Daha birkaç ay önce İliç’te siyanürle altın aranırken 9 işçi arkadaşımız toprak altında kaldı. Arkadaşlarımız halen toprak altından çıkartılmış değil. Marmara Denizi’nde fırtına koşullarında batan gemideki işçiler feci şekilde can verdi. Daha cenazelerine bile ulaşılamadı. Ama asıl sorumlular dışarıda elini kolunu sallayarak geziyor.

Patronlar, güvenlik önlemlerini gereksiz maliyet olarak görüyor. Hayatlarımız yok sayılıyor. Sermaye düzeni işçi kanıyla besleniyor. İşçi Sağlığı ve İş Güvenliği Meclisi’nin rakamlarına göre her gün en az 6 işçi iş cinayetlerinde hayatını kaybediyor. Her yıl alınmayan önlemler, denetimsizlik, performans baskısı nedeniyle onlarca işçi hayatını kaybediyor. Birçoğu sakatlanıyor.

AKP’li yıllarda bu sayılar daha da arttı. Çünkü kâr ve rant uğruna iş cinayetlerini bizlere “kader” olarak sunuyorlar. Bizler alın teri döküyoruz onlar zenginleşiyor. Bizler can veriyoruz, onlar mahkemelerde aklanıyor. Bizler sustukça bu düzen devam edecek. Bu düzenin ortağı kim olursa olsun susmamak katledilen işçi arkadaşlarımıza karşı sorumluluğumuzdur. Bunu bir an dahi unutmayacağız.

Burada yaşanan işçi katliamının sorumluları bir bir ortaya çıkartılmalı. Kimse sorumluluğunu üstünden atmaya kalkmaksın. 29 işçi arkadaşımızın vahşice katledilmesinin hesabını soracağız. Sorumluların yakasını bırakmayacağız.

Ölüm sırasının bize gelmesini mi bekliyoruz?
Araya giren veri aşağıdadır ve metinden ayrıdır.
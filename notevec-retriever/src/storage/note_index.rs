//! SQLite persistence for documents, chunks, and embeddings.
//!
//! Three relations back the index:
//!
//! ```sql
//! CREATE TABLE documents (
//!     id INTEGER PRIMARY KEY AUTOINCREMENT,
//!     path TEXT UNIQUE NOT NULL,       -- root-relative note path
//!     title TEXT NOT NULL,
//!     modified_at INTEGER NOT NULL,    -- source mtime, epoch seconds
//!     indexed_at INTEGER NOT NULL
//! );
//!
//! CREATE TABLE chunks (
//!     id INTEGER PRIMARY KEY AUTOINCREMENT,
//!     doc_id INTEGER NOT NULL REFERENCES documents(id) ON DELETE CASCADE,
//!     content TEXT NOT NULL,
//!     start_line INTEGER NOT NULL,
//!     end_line INTEGER NOT NULL,
//!     heading TEXT NOT NULL
//! );
//!
//! CREATE TABLE embeddings (
//!     chunk_id INTEGER PRIMARY KEY REFERENCES chunks(id) ON DELETE CASCADE,
//!     vector BLOB NOT NULL             -- little-endian f32s
//! );
//! ```
//!
//! The embedding width is recorded in `index_meta` when the store is first
//! created; reopening with a different width is an error, since the stored
//! vectors would be incomparable. Deletions remove embeddings no later than
//! their chunks, inside one transaction.

use std::cmp::Ordering;
use std::path::Path;
use std::time::Duration;

use anyhow::{Context, Result, bail};
use sqlx::sqlite::{SqliteConnectOptions, SqliteJournalMode, SqlitePoolOptions, SqliteSynchronous};
use sqlx::{Row, SqlitePool};
use tracing::warn;

use notevec_context::Chunk;

/// An indexed note.
#[derive(Debug, Clone, PartialEq, Eq)]
pub struct Document {
    pub id: i64,
    pub path: String,
    pub title: String,
    pub modified_at: i64,
    pub indexed_at: i64,
}

/// A similarity-search hit, joined with its chunk and owning document.
#[derive(Debug, Clone)]
pub struct SearchCandidate {
    pub chunk_id: i64,
    pub doc_id: i64,
    pub path: String,
    pub content: String,
    pub heading: String,
    pub start_line: i64,
    pub end_line: i64,
    pub distance: f32,
}

/// SQLite-backed store for the note index.
#[derive(Clone, Debug)]
pub struct NoteIndex {
    pool: SqlitePool,
    embed_dim: usize,
}

impl NoteIndex {
    /// Open (or create) a persistent store at `db_path`.
    pub async fn open(db_path: &Path, embed_dim: usize) -> Result<Self> {
        let pool = SqlitePool::connect_with(
            SqliteConnectOptions::new()
                .filename(db_path)
                .journal_mode(SqliteJournalMode::Wal)
                .synchronous(SqliteSynchronous::Normal)
                .busy_timeout(Duration::from_secs(5))
                .foreign_keys(true)
                .create_if_missing(true),
        )
        .await
        .with_context(|| format!("failed to open index database {}", db_path.display()))?;
        Self::init(pool, embed_dim).await
    }

    /// Open an in-memory store, used by tests.
    pub async fn open_memory(embed_dim: usize) -> Result<Self> {
        // A single connection keeps every query on the same in-memory database.
        let pool = SqlitePoolOptions::new()
            .max_connections(1)
            .connect("sqlite::memory:")
            .await
            .context("failed to open in-memory index database")?;
        Self::init(pool, embed_dim).await
    }

    async fn init(pool: SqlitePool, embed_dim: usize) -> Result<Self> {
        Self::create_tables(&pool).await?;

        let stored: Option<String> =
            sqlx::query_scalar("SELECT value FROM index_meta WHERE key = 'embedding_dim'")
                .fetch_optional(&pool)
                .await
                .context("failed to read index metadata")?;
        match stored {
            Some(value) => {
                let stored_dim: usize = value
                    .parse()
                    .with_context(|| format!("corrupt embedding_dim metadata: {value}"))?;
                if stored_dim != embed_dim {
                    bail!(
                        "index stores {stored_dim}-dimensional embeddings but {embed_dim} were \
                         requested; delete the index file and reindex to change dimensions"
                    );
                }
            }
            None => {
                sqlx::query("INSERT INTO index_meta (key, value) VALUES ('embedding_dim', ?1)")
                    .bind(embed_dim.to_string())
                    .execute(&pool)
                    .await
                    .context("failed to record embedding dimension")?;
            }
        }

        Ok(Self { pool, embed_dim })
    }

    async fn create_tables(pool: &SqlitePool) -> Result<()> {
        sqlx::query(
            r#"
            CREATE TABLE IF NOT EXISTS documents (
                id INTEGER PRIMARY KEY AUTOINCREMENT,
                path TEXT UNIQUE NOT NULL,
                title TEXT NOT NULL,
                modified_at INTEGER NOT NULL,
                indexed_at INTEGER NOT NULL
            )
            "#,
        )
        .execute(pool)
        .await?;

        sqlx::query(
            r#"
            CREATE TABLE IF NOT EXISTS chunks (
                id INTEGER PRIMARY KEY AUTOINCREMENT,
                doc_id INTEGER NOT NULL REFERENCES documents(id) ON DELETE CASCADE,
                content TEXT NOT NULL,
                start_line INTEGER NOT NULL,
                end_line INTEGER NOT NULL,
                heading TEXT NOT NULL
            )
            "#,
        )
        .execute(pool)
        .await?;

        sqlx::query(
            r#"
            CREATE TABLE IF NOT EXISTS embeddings (
                chunk_id INTEGER PRIMARY KEY REFERENCES chunks(id) ON DELETE CASCADE,
                vector BLOB NOT NULL
            )
            "#,
        )
        .execute(pool)
        .await?;

        sqlx::query(
            r#"
            CREATE TABLE IF NOT EXISTS index_meta (
                key TEXT PRIMARY KEY,
                value TEXT NOT NULL
            )
            "#,
        )
        .execute(pool)
        .await?;

        sqlx::query("CREATE INDEX IF NOT EXISTS idx_chunks_doc_id ON chunks(doc_id)")
            .execute(pool)
            .await?;
        sqlx::query("CREATE INDEX IF NOT EXISTS idx_documents_path ON documents(path)")
            .execute(pool)
            .await?;

        Ok(())
    }

    /// Width of the stored embedding vectors.
    pub fn embedding_dimension(&self) -> usize {
        self.embed_dim
    }

    pub async fn get_document(&self, path: &str) -> Result<Option<Document>> {
        let row = sqlx::query(
            "SELECT id, path, title, modified_at, indexed_at FROM documents WHERE path = ?1",
        )
        .bind(path)
        .fetch_optional(&self.pool)
        .await
        .with_context(|| format!("failed to load document {path}"))?;

        Ok(row.map(|row| Document {
            id: row.get("id"),
            path: row.get("path"),
            title: row.get("title"),
            modified_at: row.get("modified_at"),
            indexed_at: row.get("indexed_at"),
        }))
    }

    pub async fn get_all_documents(&self) -> Result<Vec<Document>> {
        let rows = sqlx::query("SELECT id, path, title, modified_at, indexed_at FROM documents")
            .fetch_all(&self.pool)
            .await
            .context("failed to load documents")?;

        Ok(rows
            .into_iter()
            .map(|row| Document {
                id: row.get("id"),
                path: row.get("path"),
                title: row.get("title"),
                modified_at: row.get("modified_at"),
                indexed_at: row.get("indexed_at"),
            })
            .collect())
    }

    /// Insert or update a document record, returning its id.
    pub async fn upsert_document(
        &self,
        path: &str,
        title: &str,
        modified_at: i64,
        indexed_at: i64,
    ) -> Result<i64> {
        sqlx::query(
            r#"
            INSERT INTO documents (path, title, modified_at, indexed_at)
            VALUES (?1, ?2, ?3, ?4)
            ON CONFLICT(path) DO UPDATE SET
                title = excluded.title,
                modified_at = excluded.modified_at,
                indexed_at = excluded.indexed_at
            "#,
        )
        .bind(path)
        .bind(title)
        .bind(modified_at)
        .bind(indexed_at)
        .execute(&self.pool)
        .await
        .with_context(|| format!("failed to upsert document {path}"))?;

        let id: i64 = sqlx::query_scalar("SELECT id FROM documents WHERE path = ?1")
            .bind(path)
            .fetch_one(&self.pool)
            .await
            .with_context(|| format!("failed to resolve id for document {path}"))?;
        Ok(id)
    }

    /// Delete a document and everything it owns. Missing documents are a no-op.
    pub async fn delete_document(&self, path: &str) -> Result<()> {
        let doc_id: Option<i64> = sqlx::query_scalar("SELECT id FROM documents WHERE path = ?1")
            .bind(path)
            .fetch_optional(&self.pool)
            .await
            .with_context(|| format!("failed to look up document {path}"))?;
        let Some(doc_id) = doc_id else {
            return Ok(());
        };

        let mut tx = self
            .pool
            .begin()
            .await
            .with_context(|| format!("failed to start deletion of {path}"))?;
        sqlx::query(
            "DELETE FROM embeddings WHERE chunk_id IN (SELECT id FROM chunks WHERE doc_id = ?1)",
        )
        .bind(doc_id)
        .execute(&mut *tx)
        .await?;
        sqlx::query("DELETE FROM chunks WHERE doc_id = ?1")
            .bind(doc_id)
            .execute(&mut *tx)
            .await?;
        sqlx::query("DELETE FROM documents WHERE id = ?1")
            .bind(doc_id)
            .execute(&mut *tx)
            .await?;
        tx.commit()
            .await
            .with_context(|| format!("failed to delete document {path}"))?;
        Ok(())
    }

    /// Delete a document's chunks and their embeddings, keeping the document.
    pub async fn delete_chunks_for_document(&self, doc_id: i64) -> Result<()> {
        let mut tx = self
            .pool
            .begin()
            .await
            .with_context(|| format!("failed to start chunk deletion for document {doc_id}"))?;
        sqlx::query(
            "DELETE FROM embeddings WHERE chunk_id IN (SELECT id FROM chunks WHERE doc_id = ?1)",
        )
        .bind(doc_id)
        .execute(&mut *tx)
        .await?;
        sqlx::query("DELETE FROM chunks WHERE doc_id = ?1")
            .bind(doc_id)
            .execute(&mut *tx)
            .await?;
        tx.commit()
            .await
            .with_context(|| format!("failed to delete chunks for document {doc_id}"))?;
        Ok(())
    }

    /// Insert one chunk, returning its id.
    pub async fn insert_chunk(&self, doc_id: i64, chunk: &Chunk) -> Result<i64> {
        let result = sqlx::query(
            r#"
            INSERT INTO chunks (doc_id, content, start_line, end_line, heading)
            VALUES (?1, ?2, ?3, ?4, ?5)
            "#,
        )
        .bind(doc_id)
        .bind(&chunk.content)
        .bind(chunk.start_line as i64)
        .bind(chunk.end_line as i64)
        .bind(&chunk.heading)
        .execute(&self.pool)
        .await
        .with_context(|| format!("failed to insert chunk for document {doc_id}"))?;
        Ok(result.last_insert_rowid())
    }

    /// Store a chunk's embedding. The vector must match the store's width.
    pub async fn insert_embedding(&self, chunk_id: i64, vector: &[f32]) -> Result<()> {
        if vector.len() != self.embed_dim {
            bail!(
                "embedding for chunk {chunk_id} has {} dimensions, store expects {}",
                vector.len(),
                self.embed_dim
            );
        }

        let bytes: &[u8] = bytemuck::cast_slice(vector);
        sqlx::query(
            r#"
            INSERT INTO embeddings (chunk_id, vector)
            VALUES (?1, ?2)
            ON CONFLICT(chunk_id) DO UPDATE SET vector = excluded.vector
            "#,
        )
        .bind(chunk_id)
        .bind(bytes)
        .execute(&self.pool)
        .await
        .with_context(|| format!("failed to insert embedding for chunk {chunk_id}"))?;
        Ok(())
    }

    /// Nearest chunks to `query`, ascending by cosine distance.
    ///
    /// Ordering among equal distances is unspecified. Stored vectors whose
    /// width no longer matches the query are skipped with a warning.
    pub async fn search_similar(&self, query: &[f32], k: usize) -> Result<Vec<SearchCandidate>> {
        if query.len() != self.embed_dim {
            bail!(
                "query vector has {} dimensions, store expects {}",
                query.len(),
                self.embed_dim
            );
        }

        let rows = sqlx::query(
            r#"
            SELECT
                e.chunk_id,
                e.vector,
                c.doc_id,
                c.content,
                c.start_line,
                c.end_line,
                c.heading,
                d.path
            FROM embeddings e
            JOIN chunks c ON c.id = e.chunk_id
            JOIN documents d ON d.id = c.doc_id
            "#,
        )
        .fetch_all(&self.pool)
        .await
        .context("similarity scan failed")?;

        let mut candidates = Vec::with_capacity(rows.len());
        for row in rows {
            let chunk_id: i64 = row.get("chunk_id");
            let bytes: Vec<u8> = row.get("vector");
            let vector: Vec<f32> = bytemuck::pod_collect_to_vec(&bytes);
            if vector.len() != query.len() {
                warn!(
                    chunk_id,
                    width = vector.len(),
                    "skipping embedding with stale width"
                );
                continue;
            }

            candidates.push(SearchCandidate {
                chunk_id,
                doc_id: row.get("doc_id"),
                path: row.get("path"),
                content: row.get("content"),
                heading: row.get("heading"),
                start_line: row.get("start_line"),
                end_line: row.get("end_line"),
                distance: 1.0 - cosine_similarity(query, &vector),
            });
        }

        candidates.sort_by(|a, b| {
            a.distance
                .partial_cmp(&b.distance)
                .unwrap_or(Ordering::Equal)
        });
        candidates.truncate(k);
        Ok(candidates)
    }

    pub async fn document_count(&self) -> Result<i64> {
        sqlx::query_scalar("SELECT COUNT(*) FROM documents")
            .fetch_one(&self.pool)
            .await
            .context("failed to count documents")
    }

    pub async fn chunk_count(&self) -> Result<i64> {
        sqlx::query_scalar("SELECT COUNT(*) FROM chunks")
            .fetch_one(&self.pool)
            .await
            .context("failed to count chunks")
    }

    pub async fn embedding_count(&self) -> Result<i64> {
        sqlx::query_scalar("SELECT COUNT(*) FROM embeddings")
            .fetch_one(&self.pool)
            .await
            .context("failed to count embeddings")
    }

    /// The underlying connection pool.
    pub fn pool(&self) -> &SqlitePool {
        &self.pool
    }
}

fn cosine_similarity(a: &[f32], b: &[f32]) -> f32 {
    let dot: f32 = a.iter().zip(b).map(|(x, y)| x * y).sum();
    let norm_a = a.iter().map(|x| x * x).sum::<f32>().sqrt();
    let norm_b = b.iter().map(|x| x * x).sum::<f32>().sqrt();
    if norm_a == 0.0 || norm_b == 0.0 {
        return 0.0;
    }
    dot / (norm_a * norm_b)
}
Buradan tüm işçi ve emekçilere sesleniyoruz. Daha ne bekliyoruz? Ölüm sırasının bize gelmesini mi? Bu ölüm ve sömürü düzenine dur diyecek olan bizleriz. Bizler bir araya geleceğiz, örgütleneceğiz, harekete geçeceğiz ki bu düzen son bulsun. İnsanca yaşam ve çalışma koşulları sağlansın. İş cinayetlerinde can vermek istemiyorsak mücadeleyi yükseltmekten başka çaremiz yok. Bir işçi arkadaşımızın daha sermayenin kârı uğruna aramızdan ayrılmasına tahammülümüz yok. Bizlere dayatılan kölelik koşullarına, güvencesiz çalışmaya karşı; iş cinayetlerinde ölmemek adına örgütlenmeliyiz. Emeğimize, geleceğimize sahip çıkmalıyız.

Sorumlular yargılansın, en ağır cezai yaptırımlar uygulansın!

İşçi sağlığı ve iş güvenliği önlemleri alınsın!

İşçi sağlığı ve iş güvenliği sermayenin denetiminden çıkartılsın!